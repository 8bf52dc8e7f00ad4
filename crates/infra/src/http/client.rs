use std::time::Duration;

use async_trait::async_trait;
use authkit_common::BackoffStrategy;
use authkit_core::{
    HttpMethod, HttpRequest, HttpResponse, HttpTransport, RequestBody, TransportError,
};
use reqwest::header::{HeaderMap, HeaderName, HeaderValue};
use reqwest::{Client as ReqwestClient, Method, RequestBuilder};
use tracing::debug;

use crate::errors::InfraError;

/// HTTP transport with timeout support and optional retries for idempotent
/// requests.
///
/// Only `GET` requests are retried, on 5xx responses and connection
/// failures. Token grants and revocations are sent exactly once.
#[derive(Debug, Clone)]
pub struct ReqwestTransport {
    client: ReqwestClient,
    max_attempts: usize,
    backoff: BackoffStrategy,
}

impl ReqwestTransport {
    /// Start building a new transport.
    pub fn builder() -> ReqwestTransportBuilder {
        ReqwestTransportBuilder::default()
    }

    /// Convenience constructor with default configuration.
    ///
    /// # Errors
    /// Returns `TransportError` if the TLS backend cannot be initialised.
    pub fn new() -> Result<Self, TransportError> {
        Self::builder().build()
    }

    fn prepare(&self, request: &HttpRequest) -> Result<RequestBuilder, TransportError> {
        let method = match request.method {
            HttpMethod::Get => Method::GET,
            HttpMethod::Post => Method::POST,
            HttpMethod::Delete => Method::DELETE,
        };
        let mut builder = self.client.request(method, &request.url);

        for (name, value) in &request.headers {
            let name = HeaderName::from_bytes(name.as_bytes())
                .map_err(|e| TransportError::InvalidRequest(format!("header name {name}: {e}")))?;
            let value = HeaderValue::from_str(value)
                .map_err(|e| TransportError::InvalidRequest(format!("header {name}: {e}")))?;
            builder = builder.header(name, value);
        }

        builder = match &request.body {
            Some(RequestBody::Json(value)) => builder.json(value),
            Some(RequestBody::Form(pairs)) => builder.form(pairs),
            None => builder,
        };
        Ok(builder)
    }

    async fn sleep_with_backoff(&self, attempt: usize) {
        let delay = self.backoff.calculate_delay(u32::try_from(attempt).unwrap_or(u32::MAX));
        if !delay.is_zero() {
            tokio::time::sleep(delay).await;
        }
    }
}

#[async_trait]
impl HttpTransport for ReqwestTransport {
    async fn execute(&self, request: HttpRequest) -> Result<HttpResponse, TransportError> {
        let attempts = if request.method == HttpMethod::Get { self.max_attempts.max(1) } else { 1 };
        let method = request.method;
        let url = request.url.as_str();

        for attempt in 0..attempts {
            let builder = self.prepare(&request)?;
            debug!(attempt = attempt + 1, %method, %url, "sending HTTP request");

            match builder.send().await {
                Ok(response) => {
                    let status = response.status();
                    debug!(attempt = attempt + 1, %method, %url, %status, "received HTTP response");

                    if status.is_server_error() && attempt + 1 < attempts {
                        self.sleep_with_backoff(attempt).await;
                        continue;
                    }

                    let body = response
                        .text()
                        .await
                        .map_err(|err| TransportError::from(InfraError::from(err)))?;
                    return Ok(HttpResponse::new(status.as_u16(), body));
                }
                Err(err) => {
                    debug!(
                        attempt = attempt + 1,
                        %method,
                        %url,
                        error = %err,
                        "HTTP request failed"
                    );

                    if attempt + 1 < attempts && should_retry_error(&err) {
                        self.sleep_with_backoff(attempt).await;
                        continue;
                    }

                    return Err(InfraError::from(err).into());
                }
            }
        }

        Err(TransportError::Other(
            "http client exhausted retries without producing a result".into(),
        ))
    }
}

/// Builder for [`ReqwestTransport`].
#[derive(Debug)]
pub struct ReqwestTransportBuilder {
    timeout: Duration,
    max_attempts: usize,
    base_backoff: Duration,
    max_backoff: Duration,
    user_agent: Option<String>,
    default_headers: Option<HeaderMap>,
}

impl Default for ReqwestTransportBuilder {
    fn default() -> Self {
        Self {
            timeout: Duration::from_secs(authkit_domain::constants::DEFAULT_HTTP_TIMEOUT_SECS),
            max_attempts: 1,
            base_backoff: Duration::from_millis(200),
            max_backoff: Duration::from_secs(5),
            user_agent: Some(concat!("authkit/", env!("CARGO_PKG_VERSION")).to_string()),
            default_headers: None,
        }
    }
}

impl ReqwestTransportBuilder {
    /// Per-request timeout.
    #[must_use]
    pub const fn timeout(mut self, timeout: Duration) -> Self {
        self.timeout = timeout;
        self
    }

    /// Configure the total number of attempts for `GET` requests (initial
    /// try + retries).
    #[must_use]
    pub fn max_attempts(mut self, attempts: usize) -> Self {
        self.max_attempts = attempts.max(1);
        self
    }

    /// First retry delay; later retries double it.
    #[must_use]
    pub const fn base_backoff(mut self, backoff: Duration) -> Self {
        self.base_backoff = backoff;
        self
    }

    #[must_use]
    pub fn user_agent(mut self, agent: impl Into<String>) -> Self {
        self.user_agent = Some(agent.into());
        self
    }

    #[must_use]
    pub fn default_headers(mut self, headers: HeaderMap) -> Self {
        self.default_headers = Some(headers);
        self
    }

    /// # Errors
    /// Returns `TransportError` if the reqwest client cannot be built.
    pub fn build(self) -> Result<ReqwestTransport, TransportError> {
        let mut builder = ReqwestClient::builder().timeout(self.timeout).no_proxy();

        if let Some(agent) = self.user_agent {
            builder = builder.user_agent(agent);
        }

        if let Some(headers) = self.default_headers {
            builder = builder.default_headers(headers);
        }

        let client = builder.build().map_err(|err| TransportError::from(InfraError::from(err)))?;

        Ok(ReqwestTransport {
            client,
            max_attempts: self.max_attempts.max(1),
            backoff: BackoffStrategy::doubling(self.base_backoff, self.max_backoff),
        })
    }
}

fn should_retry_error(err: &reqwest::Error) -> bool {
    err.is_timeout() || err.is_connect() || err.is_request()
}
※
**Task item:**
Counting only lines that contain "cannot", say how many there are in the material above, and add nothing.

**Response to the exercise:**
2